[Stored data entries]
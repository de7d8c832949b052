use bytes::Bytes;
use ethereum_types::{H256, U256};
use serde::{Deserialize, Serialize};

use crate::{
    constants::{EMPTY_KECCACK_HASH, EMPTY_TRIE_HASH},
    rlp::{Encoder, RLPEncode},
    utils::keccak,
};

/// The consensus representation of an account, as stored in the state trie.
#[derive(Debug, Clone, Copy, PartialEq, Eq, Serialize, Deserialize)]
pub struct AccountState {
    pub nonce: u64,
    pub balance: U256,
    pub storage_root: H256,
    pub code_hash: H256,
}

impl Default for AccountState {
    fn default() -> Self {
        Self {
            nonce: Default::default(),
            balance: Default::default(),
            storage_root: *EMPTY_TRIE_HASH,
            code_hash: *EMPTY_KECCACK_HASH,
        }
    }
}

impl AccountState {
    pub fn with_balance(balance: U256) -> Self {
        Self {
            balance,
            ..Default::default()
        }
    }

    pub fn has_code(&self) -> bool {
        self.code_hash != *EMPTY_KECCACK_HASH
    }

    /// EIP-161 emptiness: no nonce, no balance and no code.
    pub fn is_empty(&self) -> bool {
        self.nonce == 0 && self.balance.is_zero() && !self.has_code()
    }
}

impl RLPEncode for AccountState {
    fn encode(&self, buf: &mut dyn bytes::BufMut) {
        Encoder::new(buf)
            .encode_field(&self.nonce)
            .encode_field(&self.balance)
            .encode_field(&self.storage_root)
            .encode_field(&self.code_hash)
            .finish();
    }
}

pub fn code_hash(code: &Bytes) -> H256 {
    keccak(code.as_ref())
}
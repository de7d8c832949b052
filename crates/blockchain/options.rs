use std::path::{Path, PathBuf};

use serde::{Deserialize, Serialize};
use tevm_common::{Address, types::ChainConfig};
use tevm_storage::{BlockTag, SerializableState};
use tevm_vm::DEFAULT_BLOCK_GAS_LIMIT;

use crate::{error::ChainError, mempool::TxPoolConfig};

/// Remote chain the node reads missing state from.
#[derive(Debug, Clone, PartialEq, Eq, Serialize, Deserialize)]
#[serde(rename_all = "camelCase")]
pub struct ForkConfig {
    pub url: String,
    /// `latest` is resolved to a concrete block number when the node starts
    #[serde(default)]
    pub block_tag: BlockTag,
}

/// When the node produces blocks.
#[derive(Debug, Clone, Copy, Default, PartialEq, Eq, Serialize, Deserialize)]
#[serde(tag = "type", rename_all = "camelCase")]
pub enum MiningConfig {
    /// Only on explicit `mine` calls
    #[default]
    Manual,
    /// One block per accepted transaction
    Auto,
    #[serde(rename_all = "camelCase")]
    Interval { period_ms: u64 },
}

#[derive(Debug, Clone, PartialEq, Eq, Serialize, Deserialize)]
#[serde(rename_all = "camelCase", default)]
pub struct NodeOptions {
    pub chain: ChainConfig,
    pub pool: TxPoolConfig,
    pub fork: Option<ForkConfig>,
    pub mining: MiningConfig,
    pub coinbase: Address,
    pub block_gas_limit: u64,
    /// Accounts present at genesis. Ignored when persisted state is restored.
    pub genesis_state: Option<SerializableState>,
    /// File the state is written to after every committed change
    pub persist_path: Option<PathBuf>,
}

impl Default for NodeOptions {
    fn default() -> Self {
        Self {
            chain: ChainConfig::default(),
            pool: TxPoolConfig::default(),
            fork: None,
            mining: MiningConfig::default(),
            coinbase: Address::zero(),
            block_gas_limit: DEFAULT_BLOCK_GAS_LIMIT,
            genesis_state: None,
            persist_path: None,
        }
    }
}

impl NodeOptions {
    pub fn from_json_file(path: impl AsRef<Path>) -> Result<Self, ChainError> {
        let path = path.as_ref();
        let file = std::fs::File::open(path)
            .map_err(|err| ChainError::Config(format!("{}: {err}", path.display())))?;
        serde_json::from_reader(std::io::BufReader::new(file))
            .map_err(|err| ChainError::Config(format!("{}: {err}", path.display())))
    }
}
//! Layered in-memory caches.
//!
//! Every cache is a committed base layer plus a stack of checkpoint frames.
//! Writes always land in the top frame, reads walk the frames top-down and end
//! at the base. The base is reference counted so a shallow copy can share it;
//! it is copied on first write.

use std::{
    collections::{BTreeMap, btree_map::Entry},
    sync::Arc,
};

use bytes::Bytes;
use rustc_hash::FxHashMap;
use tevm_common::{Address, H256, types::AccountState};

use crate::error::StateError;

#[derive(Debug, Clone)]
struct Layers<F> {
    base: Arc<F>,
    frames: Vec<F>,
}

impl<F: Default + Clone> Default for Layers<F> {
    fn default() -> Self {
        Self {
            base: Arc::default(),
            frames: Vec::new(),
        }
    }
}

impl<F: Default + Clone> Layers<F> {
    fn depth(&self) -> usize {
        self.frames.len()
    }

    fn checkpoint(&mut self) {
        self.frames.push(F::default());
    }

    fn top_mut(&mut self) -> &mut F {
        match self.frames.last_mut() {
            Some(frame) => frame,
            None => Arc::make_mut(&mut self.base),
        }
    }

    fn base_mut(&mut self) -> &mut F {
        Arc::make_mut(&mut self.base)
    }

    /// Frames from the most recent checkpoint down to the base.
    fn top_down(&self) -> impl Iterator<Item = &F> {
        self.frames.iter().rev().chain(std::iter::once(self.base.as_ref()))
    }

    /// Frames from the base up to the most recent checkpoint.
    fn bottom_up(&self) -> impl Iterator<Item = &F> {
        std::iter::once(self.base.as_ref()).chain(self.frames.iter())
    }

    /// Pops the top frame. The returned flag is true when the frame below is
    /// the base layer.
    fn pop(&mut self) -> Result<(F, bool), StateError> {
        let frame = self.frames.pop().ok_or(StateError::NoCheckpoint)?;
        Ok((frame, self.frames.is_empty()))
    }

    fn shallow_copy(&self) -> Self {
        Self {
            base: Arc::clone(&self.base),
            frames: Vec::new(),
        }
    }

    fn deep_copy(&self) -> Self {
        Self {
            base: Arc::new(self.base.as_ref().clone()),
            frames: self.frames.clone(),
        }
    }
}

/// Storage writes of one account within one frame.
#[derive(Debug, Clone, Default)]
struct StorageFrame {
    /// Every slot written before this frame is gone (account deleted or storage cleared).
    wiped: bool,
    /// A zero value marks a cleared slot; it shadows lower frames but is never
    /// reported as stored.
    slots: FxHashMap<H256, H256>,
}

#[derive(Debug, Clone, Default)]
struct StateFrame {
    /// `None` is a tombstone, distinct from a missing entry.
    accounts: FxHashMap<Address, Option<AccountState>>,
    storage: FxHashMap<Address, StorageFrame>,
}

/// Account and storage cache with checkpoint/commit/revert.
#[derive(Debug, Clone, Default)]
pub struct StateCache {
    layers: Layers<StateFrame>,
    /// Keep tombstones and cleared slots in the base layer so they keep
    /// shadowing a remote fork.
    retain_cleared: bool,
}

impl StateCache {
    pub fn new(retain_cleared: bool) -> Self {
        Self {
            layers: Layers::default(),
            retain_cleared,
        }
    }

    pub fn depth(&self) -> usize {
        self.layers.depth()
    }

    /// `Some(None)` when the account is known to not exist, `None` when no
    /// layer knows anything about it.
    pub fn get_account(&self, address: &Address) -> Option<Option<AccountState>> {
        self.layers
            .top_down()
            .find_map(|frame| frame.accounts.get(address).copied())
    }

    pub fn put_account(&mut self, address: Address, account: AccountState) {
        self.layers.top_mut().accounts.insert(address, Some(account));
    }

    /// Writes a tombstone for the account and wipes its storage.
    pub fn delete_account(&mut self, address: Address) {
        let top = self.layers.top_mut();
        top.accounts.insert(address, None);
        top.storage.insert(
            address,
            StorageFrame {
                wiped: true,
                slots: FxHashMap::default(),
            },
        );
    }

    /// `None` when no layer knows the slot.
    pub fn get_storage(&self, address: &Address, key: &H256) -> Option<H256> {
        for frame in self.layers.top_down() {
            if let Some(storage) = frame.storage.get(address) {
                if let Some(value) = storage.slots.get(key) {
                    return Some(*value);
                }
                if storage.wiped {
                    return Some(H256::zero());
                }
            }
            // A tombstone without a storage entry still hides everything below it.
            if let Some(None) = frame.accounts.get(address) {
                return Some(H256::zero());
            }
        }
        None
    }

    /// A zero value clears the slot.
    pub fn put_storage(&mut self, address: Address, key: H256, value: H256) {
        let retain_cleared = self.retain_cleared;
        let at_base = self.layers.depth() == 0;
        let slots = &mut self.layers.top_mut().storage.entry(address).or_default().slots;
        if value.is_zero() && at_base && !retain_cleared {
            slots.remove(&key);
        } else {
            slots.insert(key, value);
        }
    }

    pub fn clear_storage(&mut self, address: Address) {
        self.layers.top_mut().storage.insert(
            address,
            StorageFrame {
                wiped: true,
                slots: FxHashMap::default(),
            },
        );
    }

    /// Records an account read from a fork. Goes to the base layer, it is
    /// remote truth and survives reverts.
    pub fn insert_fetched_account(&mut self, address: Address, account: Option<AccountState>) {
        self.layers
            .base_mut()
            .accounts
            .entry(address)
            .or_insert(account);
    }

    pub fn insert_fetched_storage(&mut self, address: Address, key: H256, value: H256) {
        self.layers
            .base_mut()
            .storage
            .entry(address)
            .or_default()
            .slots
            .entry(key)
            .or_insert(value);
    }

    pub fn checkpoint(&mut self) {
        self.layers.checkpoint();
    }

    /// Merges the top frame into the one below it.
    pub fn commit(&mut self) -> Result<(), StateError> {
        let (frame, into_base) = self.layers.pop()?;
        let prune = into_base && !self.retain_cleared;
        let below = self.layers.top_mut();

        for (address, account) in frame.accounts {
            if account.is_none() && prune {
                below.accounts.remove(&address);
            } else {
                below.accounts.insert(address, account);
            }
        }
        for (address, storage) in frame.storage {
            let target = below.storage.entry(address).or_default();
            if storage.wiped {
                target.slots.clear();
                target.wiped = !prune;
            }
            for (key, value) in storage.slots {
                if value.is_zero() && prune {
                    target.slots.remove(&key);
                } else {
                    target.slots.insert(key, value);
                }
            }
            if prune && target.slots.is_empty() && !target.wiped {
                below.storage.remove(&address);
            }
        }
        Ok(())
    }

    /// Drops every write made since the last checkpoint.
    pub fn revert(&mut self) -> Result<(), StateError> {
        self.layers.pop().map(|_| ())
    }

    /// Effective view of every account known to the cache.
    pub fn accounts(&self) -> BTreeMap<Address, AccountState> {
        let mut accounts = BTreeMap::new();
        for frame in self.layers.bottom_up() {
            for (address, account) in &frame.accounts {
                match account {
                    Some(account) => {
                        accounts.insert(*address, *account);
                    }
                    None => {
                        accounts.remove(address);
                    }
                }
            }
        }
        accounts
    }

    /// Effective non-zero storage of an account, `None` when no layer ever
    /// touched its storage.
    pub fn storage(&self, address: &Address) -> Option<BTreeMap<H256, H256>> {
        let mut touched = false;
        let mut slots = BTreeMap::new();
        for frame in self.layers.bottom_up() {
            if let Some(None) = frame.accounts.get(address) {
                touched = true;
                slots.clear();
            }
            let Some(storage) = frame.storage.get(address) else {
                continue;
            };
            touched = true;
            if storage.wiped {
                slots.clear();
            }
            for (key, value) in &storage.slots {
                match slots.entry(*key) {
                    Entry::Occupied(mut entry) if !value.is_zero() => {
                        entry.insert(*value);
                    }
                    Entry::Occupied(entry) => {
                        entry.remove();
                    }
                    Entry::Vacant(entry) if !value.is_zero() => {
                        entry.insert(*value);
                    }
                    Entry::Vacant(_) => {}
                }
            }
        }
        touched.then_some(slots)
    }

    pub fn shallow_copy(&self) -> Self {
        Self {
            layers: self.layers.shallow_copy(),
            retain_cleared: self.retain_cleared,
        }
    }

    pub fn deep_copy(&self) -> Self {
        Self {
            layers: self.layers.deep_copy(),
            retain_cleared: self.retain_cleared,
        }
    }
}

/// Contract code by address, checkpointed together with [`StateCache`].
/// An empty entry shadows code of a deleted account.
#[derive(Debug, Clone, Default)]
pub struct CodeCache {
    layers: Layers<FxHashMap<Address, Bytes>>,
}

impl CodeCache {
    pub fn depth(&self) -> usize {
        self.layers.depth()
    }

    pub fn get(&self, address: &Address) -> Option<Bytes> {
        self.layers
            .top_down()
            .find_map(|frame| frame.get(address).cloned())
    }

    pub fn put(&mut self, address: Address, code: Bytes) {
        self.layers.top_mut().insert(address, code);
    }

    pub fn insert_fetched(&mut self, address: Address, code: Bytes) {
        self.layers.base_mut().entry(address).or_insert(code);
    }

    pub fn checkpoint(&mut self) {
        self.layers.checkpoint();
    }

    pub fn commit(&mut self) -> Result<(), StateError> {
        let (frame, _) = self.layers.pop()?;
        self.layers.top_mut().extend(frame);
        Ok(())
    }

    pub fn revert(&mut self) -> Result<(), StateError> {
        self.layers.pop().map(|_| ())
    }

    pub fn shallow_copy(&self) -> Self {
        Self {
            layers: self.layers.shallow_copy(),
        }
    }

    pub fn deep_copy(&self) -> Self {
        Self {
            layers: self.layers.deep_copy(),
        }
    }
}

WHAT THIS TASK INVOLVES:
If a line in the data holds the string "missing", copy that line.

REPLY:
/// Remote chain the node reads missing state from.
    /// `None` is a tombstone, distinct from a missing entry.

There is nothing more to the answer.